Other day I learn bran’ new word. Is called “outsourcing”. Holey Moley! Is huge big important word! How come I never hear ‘bout it before? Oh I know. Is also secret code word means “saving money”. Oho! Now I know why you never use it! Government got a rule about using swear words. Spending money is good government word, but don’t talk about saving money.
Out of other side of mouth government flap gums about balancing budget, cutting deficit ‘til cows come home. They even make huge big meeting with all countries called G – 20. I don’t know what G – 20 is code word for, but must be good because they spend about a billion bucks for party. They talk about cutting deficit, but nobody say how. They don’t even say when. Is just like climb in bathtub with clothes on. Only get clean outside. Inside still stinky like before bath.
Let me give you some friendly advice. Don’t worry, it’s free – no red tape attached. I glad to share. If you want to do something, you got to know how to do, otherwise, is just so much hot air. What does old pig farmer know about cutting deficit, balance budget, outsourcing you ask? I bet my big boots you gonna get huge surprise what old pig farmer can tell you.
Everybody already know about “outsourcing” – except maybe government and labor unions. Canadian clothes made in China, Taiwan, even India. Canadian toys, TV’s, computers – all made in China. Even sacred Indian Dream Catchers made in China. Everything too expensive to make here so businesses got to “outsource” orders to make cheaper, faster an’ better. Oops – now businesses saving lots o’money, and we saving money too. Look at that! Maybe government should think about “outsourcing”. I get so excited I got to look around for something government can “outsource” too. I don’t got to look very far.
Justice Department got huge big problem with too many prisoners an’ not enough prisons. Cost taxpayers thirty billion bucks a year – an’ pretty soon gonna cost fifty billion. Holey Moley, my taxes never gonna go down!
Now put on you thinking cap. What you think you can do ‘bout this? In case you fall asleep while thinking, I gonna tell you what you can do. Hoy Boys! I bet my big boots you gonna get huge big surprise! You “outsource” whole prison system to poor countries who need extra cash money. I bet you five rubles is going to be cheaper. At same time you help poor countries so you not spend so much on foreign aid. Save money – two times on same project. You see – everybody win!

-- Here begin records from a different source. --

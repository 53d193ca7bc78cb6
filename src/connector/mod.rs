// SPDX-License-Identifier: AGPL-3.0-or-later
//! Remote execution and file synchronization
//!
//! [`HostConnector`] is the seam between the orchestrator and the network.
//! [`SshConnector`] drives the system `ssh`, `sshpass` and `rsync` binaries;
//! tests substitute their own implementation.

mod rsync;
mod ssh;

pub use rsync::parse_rsync_stats;
pub use ssh::{classify_ssh_failure, SshConnector};

use std::fmt;
use std::path::Path;
use std::time::Duration;

use async_trait::async_trait;
use serde::Serialize;
use tracing::{info, warn};

use crate::error::{ProvisionError, Result};
use crate::process::shell_quote;

/// Directory-name prefix for disposable verification paths
pub const VERIFY_PREFIX: &str = ".provision-verify-";

/// How to authenticate an SSH session
#[derive(Debug, Clone, Copy, PartialEq, Eq, Serialize)]
#[serde(rename_all = "lowercase")]
pub enum AuthMethod {
    Password,
    Key,
}

impl fmt::Display for AuthMethod {
    fn fmt(&self, f: &mut fmt::Formatter<'_>) -> fmt::Result {
        match self {
            AuthMethod::Password => write!(f, "password"),
            AuthMethod::Key => write!(f, "key"),
        }
    }
}

/// Connection details for one host; fixed for the duration of a run
#[derive(Debug, Clone, PartialEq, Eq, Serialize)]
pub struct HostProfile {
    /// IP literal or hostname
    pub address: String,
    pub ssh_user: String,
    pub ssh_port: u16,
    /// Preferred authentication for routine operations
    pub auth_method: AuthMethod,
    /// Directory the edge host serves synchronized content from
    pub remote_sync_path: String,
}

impl HostProfile {
    /// Edge host profile using key authentication
    pub fn edge(
        address: impl Into<String>,
        ssh_user: impl Into<String>,
        ssh_port: u16,
        remote_sync_path: impl Into<String>,
    ) -> Self {
        Self {
            address: address.into(),
            ssh_user: ssh_user.into(),
            ssh_port,
            auth_method: AuthMethod::Key,
            remote_sync_path: remote_sync_path.into(),
        }
    }

    /// `user@address` destination for ssh/rsync
    pub fn destination(&self) -> String {
        format!("{}@{}", self.ssh_user, self.address)
    }

    /// Reject arguments no probe could succeed with
    pub fn validate(&self) -> Result<()> {
        if !crate::store::is_valid_address(self.address.trim()) {
            return Err(ProvisionError::validation(format!(
                "'{}' is not a valid host address",
                self.address
            )));
        }
        if self.ssh_user.trim().is_empty() || self.ssh_user.contains(char::is_whitespace) {
            return Err(ProvisionError::validation(format!(
                "'{}' is not a valid SSH user",
                self.ssh_user
            )));
        }
        if self.ssh_port == 0 {
            return Err(ProvisionError::validation("SSH port cannot be 0"));
        }
        if !self.remote_sync_path.starts_with('/') {
            return Err(ProvisionError::validation(format!(
                "remote sync path '{}' must be absolute",
                self.remote_sync_path
            )));
        }
        Ok(())
    }
}

/// Why a connectivity probe failed
#[derive(Debug, Clone, Copy, PartialEq, Eq, Serialize)]
#[serde(rename_all = "kebab-case")]
pub enum FailureKind {
    Timeout,
    AuthRejected,
    Refused,
    Unreachable,
    HostKeyMismatch,
    /// ssh/sshpass is not installed locally
    ToolMissing,
    Other,
}

impl FailureKind {
    /// The host could not be reached at all; the credential was never tried
    pub fn is_network(self) -> bool {
        matches!(
            self,
            FailureKind::Timeout | FailureKind::Refused | FailureKind::Unreachable
        )
    }
}

/// Result of one connectivity probe
#[derive(Debug, Clone, Serialize)]
pub struct ConnectivityResult {
    pub method: AuthMethod,
    pub latency: Duration,
    pub succeeded: bool,
    pub failure_kind: Option<FailureKind>,
    /// Last stderr line or error text, for logs
    pub detail: String,
}

impl ConnectivityResult {
    pub fn success(method: AuthMethod, latency: Duration) -> Self {
        Self {
            method,
            latency,
            succeeded: true,
            failure_kind: None,
            detail: String::new(),
        }
    }

    /// Failed because the host was not reachable, not because of the credential
    pub fn is_network_failure(&self) -> bool {
        !self.succeeded && self.failure_kind.map_or(false, FailureKind::is_network)
    }

    pub fn failure(
        method: AuthMethod,
        latency: Duration,
        kind: FailureKind,
        detail: impl Into<String>,
    ) -> Self {
        Self {
            method,
            latency,
            succeeded: false,
            failure_kind: Some(kind),
            detail: detail.into(),
        }
    }
}

/// Output of a one-shot remote command
#[derive(Debug, Clone, PartialEq, Eq)]
pub struct RemoteOutput {
    pub exit_code: Option<i32>,
    pub stdout: String,
    pub stderr: String,
}

impl RemoteOutput {
    pub fn success(&self) -> bool {
        self.exit_code == Some(0)
    }
}

/// Direction of an rsync transfer
#[derive(Debug, Clone, Copy, PartialEq, Eq, Serialize)]
#[serde(rename_all = "lowercase")]
pub enum SyncDirection {
    /// Local to remote
    Push,
    /// Remote to local
    Pull,
}

/// Options for [`HostConnector::sync_path`]
#[derive(Debug, Clone)]
pub struct SyncOptions {
    /// Delete remote files that do not exist locally (push only)
    pub mirror_delete: bool,
    /// This transfer is a round-trip check; the remote path must be a
    /// disposable `.provision-verify-*` subpath
    pub verification: bool,
    /// Extra rsync flags, e.g. from `VPS_RSYNC_OPTIONS`
    pub extra_args: Vec<String>,
    pub timeout: Duration,
}

impl SyncOptions {
    /// Mirror a directory onto the real sync target
    pub fn mirror(timeout: Duration) -> Self {
        Self {
            mirror_delete: true,
            verification: false,
            extra_args: Vec::new(),
            timeout,
        }
    }

    /// Plain copy into a disposable verification path
    pub fn verification(timeout: Duration) -> Self {
        Self {
            mirror_delete: false,
            verification: true,
            extra_args: Vec::new(),
            timeout,
        }
    }

    pub fn with_extra_args(mut self, args: Vec<String>) -> Self {
        self.extra_args = args;
        self
    }
}

/// Transfer counters reported by rsync
#[derive(Debug, Clone, Copy, Default, PartialEq, Eq, Serialize)]
pub struct SyncResult {
    pub files_transferred: u64,
    pub bytes_transferred: u64,
}

/// Remote command execution and file transfer against one host
#[async_trait]
pub trait HostConnector: Send + Sync {
    /// Probe whether `host` accepts a session using `method`.
    ///
    /// Expected failures (timeout, rejected credentials, refused connection)
    /// come back as an unsuccessful [`ConnectivityResult`]; only malformed
    /// arguments are errors.
    async fn test_connectivity(
        &self,
        host: &HostProfile,
        method: AuthMethod,
        timeout: Duration,
    ) -> Result<ConnectivityResult>;

    /// Run `command` through the remote shell with key authentication. The
    /// session is killed when `timeout` expires.
    async fn run_remote(
        &self,
        host: &HostProfile,
        command: &str,
        timeout: Duration,
    ) -> Result<RemoteOutput>;

    /// rsync between `local` and `remote` on `host`
    async fn sync_path(
        &self,
        host: &HostProfile,
        local: &Path,
        remote: &str,
        direction: SyncDirection,
        options: &SyncOptions,
    ) -> Result<SyncResult>;

    /// Install `public_key` in the remote `authorized_keys` over a password
    /// session. Idempotent.
    async fn deploy_public_key(
        &self,
        host: &HostProfile,
        public_key: &str,
        timeout: Duration,
    ) -> Result<()>;
}

/// Whether `remote` points inside a disposable verification directory
pub fn is_verification_path(remote: &str) -> bool {
    remote
        .split('/')
        .any(|segment| segment.starts_with(VERIFY_PREFIX) && segment.len() > VERIFY_PREFIX.len())
}

/// Fresh disposable verification directory under `base`
pub fn verification_path(base: &str) -> String {
    format!(
        "{}/{}{}",
        base.trim_end_matches('/'),
        VERIFY_PREFIX,
        uuid::Uuid::new_v4().simple()
    )
}

/// Check sync arguments before anything touches the network
pub fn validate_sync(remote: &str, options: &SyncOptions) -> Result<()> {
    if !remote.starts_with('/') {
        return Err(ProvisionError::validation(format!(
            "remote path '{}' must be absolute",
            remote
        )));
    }
    if options.verification && !is_verification_path(remote) {
        return Err(ProvisionError::validation(format!(
            "verification sync must target a {}* path, got '{}'",
            VERIFY_PREFIX, remote
        )));
    }
    Ok(())
}

const WEB_USERS: [&str; 4] = ["www-data", "nginx", "apache", "httpd"];

/// Create the remote sync directory and hand it to the web server user.
///
/// Returns the web user that now owns the directory, or `None` when no known
/// web user exists and only the generic `chmod` was applied.
pub async fn prepare_sync_target(
    connector: &dyn HostConnector,
    host: &HostProfile,
    timeout: Duration,
) -> Result<Option<String>> {
    let path = shell_quote(&host.remote_sync_path);
    let mkdir = connector
        .run_remote(host, &format!("mkdir -p {}", path), timeout)
        .await?;
    if !mkdir.success() {
        return Err(ProvisionError::CommandFailed {
            command: format!("mkdir -p {}", path),
            status: mkdir.exit_code,
            stderr: mkdir.stderr.trim().to_string(),
        });
    }

    for user in WEB_USERS {
        let command = format!(
            "id {user} >/dev/null 2>&1 && chown -R {user}:{user} {path} && chmod -R 755 {path} && echo SUCCESS:{user} || echo FAILED:{user}"
        );
        let output = connector.run_remote(host, &command, timeout).await?;
        if output.success() && output.stdout.contains(&format!("SUCCESS:{}", user)) {
            info!(host = %host.address, web_user = user, "Sync target ownership fixed");
            return Ok(Some(user.to_string()));
        }
    }

    warn!(host = %host.address, "No known web server user on edge host, applying generic permissions");
    let output = connector
        .run_remote(host, &format!("chmod -R 755 {}", path), timeout)
        .await?;
    if !output.success() {
        return Err(ProvisionError::CommandFailed {
            command: format!("chmod -R 755 {}", path),
            status: output.exit_code,
            stderr: output.stderr.trim().to_string(),
        });
    }
    Ok(None)
}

Prime Minister from Quebec give me even bedder idea. He got brainstorm to sell more asbestos to Indians. No, no, not those Indians – they already corner market on diabetes. They got no room for cancer. I mean Indians in India. They buy that stuff by ton and install with bare hands. Not healthy.

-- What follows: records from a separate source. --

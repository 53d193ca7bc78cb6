// SPDX-License-Identifier: AGPL-3.0-or-later
//! Post-deployment smoke tests

use std::path::Path;
use std::sync::Arc;
use std::time::Duration;

use async_trait::async_trait;
use serde::Serialize;
use tracing::{debug, info, warn};

use crate::connector::{
    is_verification_path, verification_path, HostConnector, HostProfile, SyncDirection,
    SyncOptions, SyncResult,
};
use crate::error::{ProvisionError, Result};
use crate::process::shell_quote;

const MARKER_NAME: &str = "provision-marker.txt";

/// One HTTP health request
#[async_trait]
pub trait HealthProbe: Send + Sync {
    /// `true` when `url` answers with a 2xx status within `timeout`
    async fn check(&self, url: &str, timeout: Duration) -> bool;
}

/// [`HealthProbe`] backed by reqwest
#[derive(Debug, Clone, Default)]
pub struct HttpProbe {
    client: reqwest::Client,
}

impl HttpProbe {
    pub fn new() -> Self {
        Self::default()
    }
}

#[async_trait]
impl HealthProbe for HttpProbe {
    async fn check(&self, url: &str, timeout: Duration) -> bool {
        match self.client.get(url).timeout(timeout).send().await {
            Ok(response) => {
                let ok = response.status().is_success();
                debug!(url = %url, status = %response.status(), "Health check");
                ok
            }
            Err(e) => {
                debug!(url = %url, error = %e, "Health check failed");
                false
            }
        }
    }
}

/// Outcome of a synchronization round trip
#[derive(Debug, Clone, Serialize)]
pub struct SyncCheck {
    pub remote_path: String,
    pub pushed: SyncResult,
    pub pulled: SyncResult,
    /// Pulled bytes equal the pushed marker
    pub matched: bool,
    /// The disposable remote directory was removed
    pub cleaned_up: bool,
}

pub struct HealthVerifier {
    probe: Arc<dyn HealthProbe>,
    connector: Arc<dyn HostConnector>,
    timeout: Duration,
}

impl HealthVerifier {
    pub fn new(
        probe: Arc<dyn HealthProbe>,
        connector: Arc<dyn HostConnector>,
        timeout: Duration,
    ) -> Self {
        Self {
            probe,
            connector,
            timeout,
        }
    }

    /// Single bounded check of a primary-host endpoint
    pub async fn check_local(&self, url: &str) -> bool {
        self.probe.check(url, self.timeout).await
    }

    /// Single bounded check of a public edge endpoint
    pub async fn check_remote(&self, url: &str) -> bool {
        self.probe.check(url, self.timeout).await
    }

    /// Push a unique marker to a disposable remote directory, pull it back into
    /// a different local directory and compare bytes. The remote directory is
    /// removed on every exit path; the local ones go with their `TempDir`.
    pub async fn verify_sync_round_trip(
        &self,
        host: &HostProfile,
        sync_timeout: Duration,
    ) -> Result<SyncCheck> {
        let remote_path = verification_path(&host.remote_sync_path);
        let result = self.round_trip(host, &remote_path, sync_timeout).await;
        let cleaned_up = self.remove_remote(host, &remote_path).await;

        let (pushed, pulled, matched) = result?;
        if matched {
            info!(host = %host.address, files = pulled.files_transferred, "Sync round trip verified");
        } else {
            warn!(host = %host.address, remote = %remote_path, "Sync round trip returned different bytes");
        }
        Ok(SyncCheck {
            remote_path,
            pushed,
            pulled,
            matched,
            cleaned_up,
        })
    }

    async fn round_trip(
        &self,
        host: &HostProfile,
        remote_path: &str,
        sync_timeout: Duration,
    ) -> Result<(SyncResult, SyncResult, bool)> {
        let outbound = tempfile::Builder::new().prefix("provision-push-").tempdir()?;
        let inbound = tempfile::Builder::new().prefix("provision-pull-").tempdir()?;

        let marker = format!(
            "imgserv provisioning check {} {}\n",
            uuid::Uuid::new_v4(),
            chrono::Utc::now().to_rfc3339()
        );
        tokio::fs::write(outbound.path().join(MARKER_NAME), marker.as_bytes()).await?;

        let options = SyncOptions::verification(sync_timeout);
        let pushed = self
            .connector
            .sync_path(host, outbound.path(), remote_path, SyncDirection::Push, &options)
            .await?;
        let pulled = self
            .connector
            .sync_path(
                host,
                inbound.path(),
                &format!("{}/", remote_path),
                SyncDirection::Pull,
                &options,
            )
            .await?;

        let returned = read_marker(&inbound.path().join(MARKER_NAME)).await?;
        Ok((pushed, pulled, returned.as_deref() == Some(marker.as_bytes())))
    }

    async fn remove_remote(&self, host: &HostProfile, remote_path: &str) -> bool {
        if !is_verification_path(remote_path) {
            return false;
        }
        let command = format!("rm -rf {}", shell_quote(remote_path));
        match self.connector.run_remote(host, &command, self.timeout).await {
            Ok(output) if output.success() => true,
            Ok(output) => {
                warn!(remote = %remote_path, stderr = %output.stderr.trim(), "Could not remove verification directory");
                false
            }
            Err(e) => {
                warn!(remote = %remote_path, error = %e, "Could not remove verification directory");
                false
            }
        }
    }
}

async fn read_marker(path: &Path) -> Result<Option<Vec<u8>>> {
    match tokio::fs::read(path).await {
        Ok(bytes) => Ok(Some(bytes)),
        Err(e) if e.kind() == std::io::ErrorKind::NotFound => Ok(None),
        Err(e) => Err(ProvisionError::Io(e)),
    }
}

#[cfg(test)]
mod tests {
    use super::*;
    use crate::connector::{AuthMethod, ConnectivityResult, RemoteOutput};
    use std::path::PathBuf;
    use std::sync::Mutex;
    use tempfile::TempDir;

    /// Edge host simulated by a local directory
    struct DirectoryEdge {
        root: TempDir,
        fail_pull: bool,
        corrupt: bool,
        commands: Mutex<Vec<String>>,
    }

    impl DirectoryEdge {
        fn new(fail_pull: bool, corrupt: bool) -> Arc<Self> {
            Arc::new(Self {
                root: TempDir::new().unwrap(),
                fail_pull,
                corrupt,
                commands: Mutex::new(Vec::new()),
            })
        }

        fn local(&self, remote: &str) -> PathBuf {
            self.root.path().join(remote.trim_start_matches('/').trim_end_matches('/'))
        }

        fn copy_dir(from: &Path, to: &Path) -> u64 {
            std::fs::create_dir_all(to).unwrap();
            let mut files = 0;
            for entry in std::fs::read_dir(from).unwrap() {
                let entry = entry.unwrap();
                std::fs::copy(entry.path(), to.join(entry.file_name())).unwrap();
                files += 1;
            }
            files
        }
    }

    #[async_trait]
    impl HostConnector for DirectoryEdge {
        async fn test_connectivity(
            &self,
            _host: &HostProfile,
            method: AuthMethod,
            _timeout: Duration,
        ) -> Result<ConnectivityResult> {
            Ok(ConnectivityResult::success(method, Duration::from_millis(1)))
        }

        async fn run_remote(
            &self,
            _host: &HostProfile,
            command: &str,
            _timeout: Duration,
        ) -> Result<RemoteOutput> {
            self.commands.lock().unwrap().push(command.to_string());
            if let Some(path) = command.strip_prefix("rm -rf ") {
                let _ = std::fs::remove_dir_all(self.local(path.trim_matches('\'')));
            }
            Ok(RemoteOutput {
                exit_code: Some(0),
                stdout: String::new(),
                stderr: String::new(),
            })
        }

        async fn sync_path(
            &self,
            _host: &HostProfile,
            local: &Path,
            remote: &str,
            direction: SyncDirection,
            options: &SyncOptions,
        ) -> Result<SyncResult> {
            crate::connector::validate_sync(remote, options)?;
            let files = match direction {
                SyncDirection::Push => Self::copy_dir(local, &self.local(remote)),
                SyncDirection::Pull => {
                    if self.fail_pull {
                        return Err(ProvisionError::Timeout {
                            operation: "rsync".to_string(),
                            secs: 1,
                        });
                    }
                    let files = Self::copy_dir(&self.local(remote), local);
                    if self.corrupt {
                        std::fs::write(local.join(MARKER_NAME), b"garbage").unwrap();
                    }
                    files
                }
            };
            Ok(SyncResult {
                files_transferred: files,
                bytes_transferred: 0,
            })
        }

        async fn deploy_public_key(
            &self,
            _host: &HostProfile,
            _public_key: &str,
            _timeout: Duration,
        ) -> Result<()> {
            Ok(())
        }
    }

    struct FixedProbe(bool);

    #[async_trait]
    impl HealthProbe for FixedProbe {
        async fn check(&self, _url: &str, _timeout: Duration) -> bool {
            self.0
        }
    }

    fn verifier(edge: Arc<DirectoryEdge>) -> HealthVerifier {
        HealthVerifier::new(Arc::new(FixedProbe(true)), edge, Duration::from_secs(5))
    }

    fn host() -> HostProfile {
        HostProfile::edge("203.0.113.9", "root", 22, "/var/www/html")
    }

    fn remote_leftovers(edge: &DirectoryEdge) -> usize {
        match std::fs::read_dir(edge.local("/var/www/html")) {
            Ok(entries) => entries.count(),
            Err(_) => 0,
        }
    }

    #[tokio::test]
    async fn test_round_trip_matches_and_cleans_up() {
        let edge = DirectoryEdge::new(false, false);
        let check = verifier(edge.clone())
            .verify_sync_round_trip(&host(), Duration::from_secs(5))
            .await
            .unwrap();

        assert!(check.matched);
        assert!(check.cleaned_up);
        assert_eq!(check.pushed.files_transferred, 1);
        assert!(is_verification_path(&check.remote_path));
        assert_eq!(remote_leftovers(&edge), 0);
    }

    #[tokio::test]
    async fn test_corrupted_pull_is_reported() {
        let edge = DirectoryEdge::new(false, true);
        let check = verifier(edge.clone())
            .verify_sync_round_trip(&host(), Duration::from_secs(5))
            .await
            .unwrap();
        assert!(!check.matched);
        assert_eq!(remote_leftovers(&edge), 0);
    }

    #[tokio::test]
    async fn test_failed_pull_still_removes_remote_directory() {
        let edge = DirectoryEdge::new(true, false);
        let result = verifier(edge.clone())
            .verify_sync_round_trip(&host(), Duration::from_secs(5))
            .await;

        assert!(result.is_err());
        let commands = edge.commands.lock().unwrap().clone();
        assert_eq!(commands.len(), 1);
        assert!(commands[0].starts_with("rm -rf /var/www/html/.provision-verify-"));
        assert_eq!(remote_leftovers(&edge), 0);
    }

    #[tokio::test]
    async fn test_probe_results_pass_through() {
        let down = HealthVerifier::new(
            Arc::new(FixedProbe(false)),
            DirectoryEdge::new(false, false),
            Duration::from_secs(1),
        );
        assert!(!down.check_local("http://127.0.0.1:8080/health").await);
        assert!(!down.check_remote("https://cam.example.org/").await);
    }
}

So you make a deal to send all Canadian prisoners over in big airplane for install asbestos. You get better price for supplied and installed and Indians got more time to do computer software and electronics. That kind business got special secret code word you never heard before. Is called “value added”. They use in retail store. You buy suit and clerk say now you need nice tie to match. Then you need brand new shoes. First thing you know you bought whole outfit. That’s value added.
If prisoners run out of work, they got jails in India too. They take all kind stuff nobody else want – Canadian prisoners an’ maybe even defense lawyers.
Oho, you say. Prison guards gonna be upset! No, no, I think of everything. Prison guards get train for construction work and turn old prisons in to nice condominiums – upscale. You make a bundle! Look at that! First thing you know deficit gone and you got surplus on hands again!
You see, old pig farmer still know a thing or two ‘bout how to run a business. You should drop by sometime. We could have some my nice “value added” ham sausage an’ my boy, he live close by. He always got extra beer or two in fridge. I could give you more ideas. Don’t worry, it’s free – no red tape attached. I always glad to share.